In the TRACER study, we will provide chemical imaging insights into the particle-type composition and particle mixing states informing interpretation of hygroscopicity parameters inferred from the real-time measurements of size-resolved CCN spectra and from the growth factors determined from relative humidity (RH)-controlled particle size distributions. We will provide comprehensive microscopic characterization of individual particles necessary to understand and quantify variations and differences in the values of hygroscopicity parameters for aerosols of representative compositions and sources. In turn, application of the better constrained values of those hygroscopicity parameters in atmospheric models will advance predictions of aerosol effects on formation of clouds and their life cycles. We will also investigate the effects of particle composition and mixing states on the integrated optical characteristics of aerosol measured by filter-based techniques. Currently employed filter-based measurements of aerosol light absorption are strongly influenced by many factors (e.g., filter type, location of particles on the filter, particle composition, mixing state and morphology, etc.) that typically result in absorption enhancement due to multiple scattering from the filter medium and deposited particles. Existing corrections for retrieval of atmospheric aerosol optical properties from filter-based measurements were derived from simplified reference materials which are not universally applicable to real-world aerosol mixtures. Our chemical imaging measurements of particles from the TRACER campaign will inform new observation-based corrections for improved retrieval of aerosol optical properties from filter-based measurement techniques, validating their results and associated errors.

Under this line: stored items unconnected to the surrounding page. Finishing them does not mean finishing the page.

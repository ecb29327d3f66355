//! A per-viewer boolean paired with its public counter.

use serde::{Deserialize, Serialize};

/// A viewer-specific toggle (liked, joined, attending, prayed) and the
/// counter it feeds. Toggling flips the flag and moves the counter by
/// exactly one in the same direction.
#[derive(Debug, Clone, Copy, PartialEq, Eq, Serialize, Deserialize)]
pub struct CountedFlag {
    pub active: bool,
    pub count: u32,
}

impl CountedFlag {
    pub fn new(active: bool, count: u32) -> Self {
        Self { active, count }
    }

    /// Fresh item: flag off, counter at zero.
    pub fn zero() -> Self {
        Self {
            active: false,
            count: 0,
        }
    }

    /// Flips the flag and adjusts the counter by ±1 in the direction of
    /// the new flag value. The counter never goes below zero, even on
    /// inconsistent input.
    pub fn toggle(&mut self) {
        if self.active {
            self.active = false;
            self.count = self.count.saturating_sub(1);
        } else {
            self.active = true;
            self.count += 1;
        }
    }
}
//! Generic list operations shared by every interactive content list.
//!
//! Every page keeps an independent in-memory list; toggles are applied
//! optimistically and touch exactly one item, leaving the rest
//! structurally unchanged.

use serde::{Deserialize, Serialize};
use uuid::Uuid;

use super::counted_flag::CountedFlag;

/// Identifier of a content item within its page list.
#[derive(Debug, Clone, PartialEq, Eq, Hash, Serialize, Deserialize)]
pub struct ContentId(pub String);

impl ContentId {
    pub fn generate() -> Self {
        Self(Uuid::new_v4().to_string())
    }
}

impl From<&str> for ContentId {
    fn from(value: &str) -> Self {
        Self(value.to_string())
    }
}

/// Anything that lives in a page-level content list.
pub trait ContentItem {
    fn id(&self) -> &ContentId;
}

/// Toggles a counted flag on the item with the given id.
///
/// Absent ids are a silent no-op. Returns whether an item was changed.
pub fn toggle_counted<T, F>(items: &mut [T], id: &ContentId, flag: F) -> bool
where
    T: ContentItem,
    F: FnOnce(&mut T) -> &mut CountedFlag,
{
    match items.iter_mut().find(|item| item.id() == id) {
        Some(item) => {
            flag(item).toggle();
            true
        }
        None => false,
    }
}

/// Toggles a plain boolean (bookmarks) on the item with the given id.
///
/// Absent ids are a silent no-op. Returns whether an item was changed.
pub fn toggle_flag<T, F>(items: &mut [T], id: &ContentId, flag: F) -> bool
where
    T: ContentItem,
    F: FnOnce(&mut T) -> &mut bool,
{
    match items.iter_mut().find(|item| item.id() == id) {
        Some(item) => {
            let value = flag(item);
            *value = !*value;
            true
        }
        None => false,
    }
}

/// New items go to the front of the list.
pub fn prepend<T: ContentItem>(items: &mut Vec<T>, item: T) {
    items.insert(0, item);
}

/// Splits a comma-separated tag string, trimming whitespace and
/// dropping empties.
pub fn parse_tags(raw: &str) -> Vec<String> {
    raw.split(',')
        .map(|tag| tag.trim().to_string())
        .filter(|tag| !tag.is_empty())
        .collect()
}
use anyhow::{Context, Result};
use serde::Deserialize;
use std::path::Path;

#[derive(Debug, Deserialize, Default)]
#[serde(default)]
pub struct FileConfig {
    // Core settings (can override CLI)
    pub state_dir: Option<String>,
    pub provider_url: Option<String>,
    pub request_timeout_sec: Option<u64>,
    pub toast_duration_sec: Option<i64>,
}

impl FileConfig {
    pub fn load(path: &Path) -> Result<Self> {
        let content = std::fs::read_to_string(path)
            .with_context(|| format!("Failed to read config file: {:?}", path))?;
        toml::from_str(&content).with_context(|| format!("Failed to parse config file: {:?}", path))
    }
}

In addition, a quantitative description of particles’ mixing state using will allow for a meaningful comparison with the particle-resolved process models capable of simulation of gas-particle partitioning, atmospheric aging of aerosols on local and regional scales, and corresponding changes in their optical and cloud-forming properties. In turn, calculations by the process models will serve as an input for the Community Earth System Model and by extension to DOE’s Energy Exascale Earth System Model (E3SM) to evaluate the mass and number concentrations of different particle types at regional-to-global scales, and their impact on direct and indirect radiative forcing of climate.